At the entrance to the cul-de-sac, a round-the-clock series of armed guards courteously requests identification from visitors. Nobody drives in unless the guard has their name on a list, or verifies their welcome with a phone call. There is no access at all from the water, not unless intruders are willing to risk getting their boats battered to pieces against the seawall. The cul-de-sac property owners with boats moor them elsewhere, in private marinas with their own armed guards.
The developers named this enclave Isle d’Bahia, even though it isn’t an island at all, and hardly even qualifies as a peninsula, being more in the nature of a gentle outcurving of land around a point of the canal. My neighbors jokingly call it Paranoia Park, but we all have our reasons for valuing the security. For me, it’s a matter of taking precautions against the types of people I write about in my books, and also against a tiny but peculiar minority of my readers.
I step back into my house, close and latch the screen.
With Ray loose out there, I feel safe in here.
Not that I’d be a target of his. The killers I interview think I’m their best friend until my book comes out. Then they hate my guts, because I’ve told the whole world the truth about them, which isn’t anything like what they tell themselves. The book I am writing about Ray and his terrible crime isn’t out yet—isn’t even finished yet, and may never be—so he shouldn’t be hating me yet.
It’s a little early in the publishing schedule for that.
I smile to myself, and walk to another window, another soothing view.
With the windows open, I can hear the water splashing.
This house is the smallest on the cul-de-sac, a two-story apricot stucco flat-roofed cube, Italianate, with green shutters. Fr
om the street, the house is nearly invisible behind six towering cypress trees, three on either side of the double front door, which is painted a lacquered green almost identical in shade to the cypresses. The trees, themselves, are visible for miles in either direction from the canal, and are a landmark to the water traffic. From the air or the water, I can pick out the location of my home even before the big bridge comes into view.

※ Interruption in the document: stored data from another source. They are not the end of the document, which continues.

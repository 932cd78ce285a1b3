/*
 * Copyright (c) 2024. Govcraft
 *
 * Licensed under either of
 *   * Apache License, Version 2.0 (the "License");
 *     you may not use this file except in compliance with the License.
 *     You may obtain a copy of the License at http://www.apache.org/licenses/LICENSE-2.0
 *   * MIT license: http://opensource.org/licenses/MIT
 *
 * Unless required by applicable law or agreed to in writing, software
 * distributed under the License is distributed on an "AS IS" BASIS,
 * WITHOUT WARRANTIES OR CONDITIONS OF ANY KIND, either express or implied.
 * See the applicable License for the specific language governing permissions and
 * limitations under that License.
 */

use std::panic;
use std::sync::atomic::{AtomicBool, Ordering};
use std::sync::Arc;

use microbus_test::prelude::*;

// Ignored by the harness and called directly below, so no other test in this
// binary touches the process-wide hook.
#[bus_test]
#[ignore]
async fn quiet_test_body() {
    tokio::task::yield_now().await;
}

#[test]
fn previous_panic_hook_is_restored() {
    let seen = Arc::new(AtomicBool::new(false));
    let flag = Arc::clone(&seen);
    let default_hook = panic::take_hook();
    panic::set_hook(Box::new(move |_| flag.store(true, Ordering::SeqCst)));

    quiet_test_body();
    let caught = panic::catch_unwind(|| panic!("raised after the bus test"));

    let _ = panic::take_hook();
    panic::set_hook(default_hook);
    assert!(caught.is_err());
    assert!(seen.load(Ordering::SeqCst));
}
/*
 * Copyright (c) 2024. Govcraft
 *
 * Licensed under either of
 *   * Apache License, Version 2.0 (the "License");
 *     you may not use this file except in compliance with the License.
 *     You may obtain a copy of the License at http://www.apache.org/licenses/LICENSE-2.0
 *   * MIT license: http://opensource.org/licenses/MIT
 *
 * Unless required by applicable law or agreed to in writing, software
 * distributed under the License is distributed on an "AS IS" BASIS,
 * WITHOUT WARRANTIES OR CONDITIONS OF ANY KIND, either express or implied.
 * See the applicable License for the specific language governing permissions and
 * limitations under that License.
 */

use std::sync::Arc;
use std::time::Duration;

use microbus::prelude::*;
use microbus_test::prelude::*;
use parking_lot::Mutex;

use crate::setup::*;

mod setup;

#[bus_worker]
struct Watcher {
    seen: Vec<(WorkerId, WorkerState)>,
}

#[bus_worker]
struct Quitter {
    ticks: u32,
}

#[bus_test]
async fn test_lifecycle_announcements() -> anyhow::Result<()> {
    initialize_tracing();
    let runtime = BusApp::launch_with_config(BusConfig::default());

    let announcer = runtime.new_worker::<Echo>("announcer");
    let announcer_id = announcer.id().clone();

    let (saw_stop, stopped) = Outcome::<WorkerId>::pending();
    let saw_stop = Arc::new(saw_stop);
    let mut watcher = runtime.new_worker::<Watcher>("watcher");
    let expected = announcer_id.clone();
    watcher
        .announce_lifecycle(false)
        .on_broadcast::<WorkerStateChanged>(move |worker, ctx| {
            let change = ctx.broadcast().clone();
            if change.state == WorkerState::Stopped {
                saw_stop.resolve(change.worker.clone());
            }
            worker.model.seen.push((change.worker, change.state));
            Reaction::ready()
        })
        .after_stop(move |worker| {
            assert_eq!(
                worker.model.seen,
                vec![
                    (expected.clone(), WorkerState::Started),
                    (expected.clone(), WorkerState::Stopped),
                ]
            );
            Reaction::ready()
        });
    watcher.start().await;

    let announcer = announcer.start().await;
    announcer.stop().await?;

    assert_eq!(stopped.get_timeout(Duration::from_secs(2)).await?, announcer_id);
    runtime.shutdown_all().await?;
    Ok(())
}

#[bus_test]
async fn test_terminate_from_reaction() -> anyhow::Result<()> {
    initialize_tracing();
    let runtime = BusApp::launch();
    let mut quitter = runtime.new_worker::<Quitter>("quitter");
    quitter
        .on_broadcast::<Tick>(|worker, _| {
            worker.model.ticks += 1;
            Reaction::ready()
        })
        .on_broadcast::<Quit>(|worker, _| {
            worker.terminate();
            Reaction::ready()
        })
        .after_stop(|worker| {
            assert_eq!(worker.model.ticks, 1, "ticks after Quit must not be handled");
            Reaction::ready()
        });
    let id = quitter.id().clone();
    let handle = quitter.start().await;

    runtime.bus().send_broadcast(Tick { n: 1 });
    runtime.bus().send_broadcast(Quit);
    runtime.bus().send_broadcast(Tick { n: 2 });

    tokio::time::timeout(Duration::from_secs(2), handle.join()).await?;
    assert!(handle.is_terminated());
    assert!(!runtime.bus().is_registered(&id));
    assert_eq!(runtime.worker_count(), 0);
    Ok(())
}

#[bus_test]
async fn test_missing_reaction_is_ignored() -> anyhow::Result<()> {
    initialize_tracing();
    let runtime = BusApp::launch();
    let echo = runtime.spawn_service::<Echo>("echo").await;

    // subscribed behind the worker's back; it has no reaction for Stray
    runtime.bus().subscribe_broadcast::<Stray>(echo.id());
    assert_eq!(runtime.bus().send_broadcast(Stray), 1);

    let reply = runtime.bus().send_event(Ping).expect("echo subscribed").get().await?;
    assert_eq!(reply, "pong");
    assert!(!echo.is_terminated());

    runtime.shutdown_all().await?;
    Ok(())
}

#[bus_test]
async fn test_hooks_run_in_order() -> anyhow::Result<()> {
    initialize_tracing();
    let runtime = BusApp::launch();
    let log: Arc<Mutex<Vec<(&'static str, bool)>>> = Arc::default();

    let mut worker = runtime.new_worker::<Echo>("hooked");
    let (after_start, before_stop, after_stop) = (log.clone(), log.clone(), log.clone());
    worker
        .after_start(move |worker| {
            after_start
                .lock()
                .push(("after_start", worker.bus().is_registered(worker.id())));
            Reaction::ready()
        })
        .before_stop(move |worker| {
            before_stop
                .lock()
                .push(("before_stop", worker.bus().is_registered(worker.id())));
            Reaction::ready()
        })
        .after_stop(move |worker| {
            after_stop
                .lock()
                .push(("after_stop", worker.bus().is_registered(worker.id())));
            Reaction::ready()
        });
    let handle = worker.start().await;
    handle.stop().await?;

    assert_eq!(
        *log.lock(),
        vec![("after_start", true), ("before_stop", true), ("after_stop", false)]
    );
    Ok(())
}

#[bus_test]
async fn test_redeclared_reaction_replaces_the_first() -> anyhow::Result<()> {
    initialize_tracing();
    let runtime = BusApp::launch();
    let handle = runtime
        .spawn_worker::<Echo>("fickle", |worker| {
            worker
                .on_event::<Ping>(|_, ctx| {
                    ctx.complete("first".to_string());
                    Reaction::ready()
                })
                .on_event::<Ping>(|_, ctx| {
                    ctx.complete("second".to_string());
                    Reaction::ready()
                });
        })
        .await;

    assert_eq!(runtime.bus().subscriber_count::<Ping>(), 1);
    let reply = runtime.bus().send_event(Ping).expect("fickle subscribed").get().await?;
    assert_eq!(reply, "second");

    handle.stop().await?;
    Ok(())
}

#[bus_test]
async fn test_join_all_waits_for_self_terminating_workers() -> anyhow::Result<()> {
    initialize_tracing();
    let runtime = BusApp::launch();
    for n in 0..3 {
        runtime
            .spawn_worker::<Quitter>(format!("quitter-{n}"), |worker| {
                worker.on_broadcast::<Quit>(|worker, _| {
                    worker.terminate();
                    Reaction::ready()
                });
            })
            .await;
    }
    assert_eq!(runtime.worker_count(), 3);
    assert_eq!(runtime.bus().send_broadcast(Quit), 3);

    tokio::time::timeout(Duration::from_secs(2), runtime.join_all()).await?;
    assert_eq!(runtime.worker_count(), 0);
    assert_eq!(runtime.bus().registered_count(), 0);
    Ok(())
}

#[bus_test]
async fn test_shutdown_all_stops_everything() -> anyhow::Result<()> {
    initialize_tracing();
    let runtime = BusApp::launch();
    runtime.spawn_service::<Echo>("echo").await;
    runtime.spawn_service::<Echo>("echo").await;
    runtime.spawn_service::<Counter>("counter").await;

    assert_eq!(runtime.worker_count(), 3);
    assert_eq!(runtime.bus().registered_named("echo"), 2);
    assert_eq!(runtime.bus().subscriber_count::<Ping>(), 2);

    runtime.shutdown_all().await?;
    assert_eq!(runtime.worker_count(), 0);
    assert_eq!(runtime.bus().registered_count(), 0);
    assert_eq!(runtime.bus().subscriber_count::<Ping>(), 0);
    Ok(())
}

#[bus_test]
async fn test_default_worker_name() -> anyhow::Result<()> {
    initialize_tracing();
    let mut config = BusConfig::default();
    config.defaults.worker_name = "drone".to_string();
    let runtime = BusApp::launch_with_config(config);

    let mut worker = runtime.new_worker_default::<Echo>();
    Echo::initialize(&mut worker);
    assert_eq!(worker.name(), "drone");
    let handle = worker.start().await;
    assert_eq!(runtime.bus().registered_named("drone"), 1);

    handle.stop().await?;
    Ok(())
}

#[bus_test]
async fn test_worker_on_a_bare_bus() -> anyhow::Result<()> {
    initialize_tracing();
    let bus = MessageBus::with_config(&BusConfig::default());
    let mut solo = ManagedWorker::<Idle, Echo>::on_bus(&bus, "solo");
    Echo::initialize(&mut solo);
    let solo = solo.start().await;

    assert_eq!(bus.send_event(Ping).expect("solo subscribed").get().await?, "pong");
    solo.stop().await?;
    assert!(!bus.is_registered(solo.id()));
    Ok(())
}
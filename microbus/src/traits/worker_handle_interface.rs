/*
 * Copyright (c) 2024. Govcraft
 *
 * Licensed under either of
 *   * Apache License, Version 2.0 (the "License");
 *     you may not use this file except in compliance with the License.
 *     You may obtain a copy of the License at http://www.apache.org/licenses/LICENSE-2.0
 *   * MIT license: http://opensource.org/licenses/MIT
 *
 * Unless required by applicable law or agreed to in writing, software
 * distributed under the License is distributed on an "AS IS" BASIS,
 * WITHOUT WARRANTIES OR CONDITIONS OF ANY KIND, either express or implied.
 * See the applicable License for the specific language governing permissions and
 * limitations under that License.
 */
use async_trait::async_trait;

use crate::worker::WorkerId;

/// The control surface of a running worker.
///
/// Implemented by [`WorkerHandle`](crate::common::WorkerHandle). Everything here is
/// safe to call from any task, including from inside another worker's reaction.
#[async_trait]
pub trait WorkerHandleInterface: Send + Sync {
    /// The identity of the worker behind this handle.
    fn id(&self) -> &WorkerId;

    /// The worker's diagnostic name.
    fn name(&self) -> &str {
        self.id().name()
    }

    /// Asks the worker to leave its loop once the current reaction, if any, returns.
    ///
    /// Calling this more than once has no further effect.
    fn terminate(&self);

    /// `true` once termination has been requested.
    fn is_terminated(&self) -> bool;

    /// Waits until the worker's task has exited and it has unregistered from the bus.
    async fn join(&self);

    /// Terminates the worker and waits for it to exit.
    ///
    /// # Errors
    ///
    /// Returns an error if the worker does not exit within the configured
    /// worker shutdown timeout.
    async fn stop(&self) -> anyhow::Result<()>;
}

Other people can’t easily see me, however.
Their visibility is limited from the water by the fifteen-foot cliff and the fact that the house sits on just enough of a slope to block the view from the decks of boats. I can see them, if they aren’t directly under my windows, but they can’t see me. From my three back doors—one each from the kitchen, living room, and office—it is, oddly, a bit of an uphill walk to stand over the water.
I turn and look around my home.
Some people wouldn’t agree, but I think: How fortunate I am!
There’s nothing like a shooting to make you value your life.
From my foyer, the house opens into one large sunny living and dining room, all glass along the south wall. The west wing is kitchen, with wraparound windows, and a half bath. To the east is my office, on the canal side, and a bathroom and a guest bedroom behind it. My bedroom suite consumes the entire second floor, but since the house isn’t large, the area seems perfectly proportioned to my sense of space, rather than seeming a room for giants. Taking my cue from the apricot stucco walls of the exterior, I have decorated the interior in the colors of the Italian countryside, or of a bowl of ripe fruit—lemons, peaches, oranges, frosted grapes, and strawberries.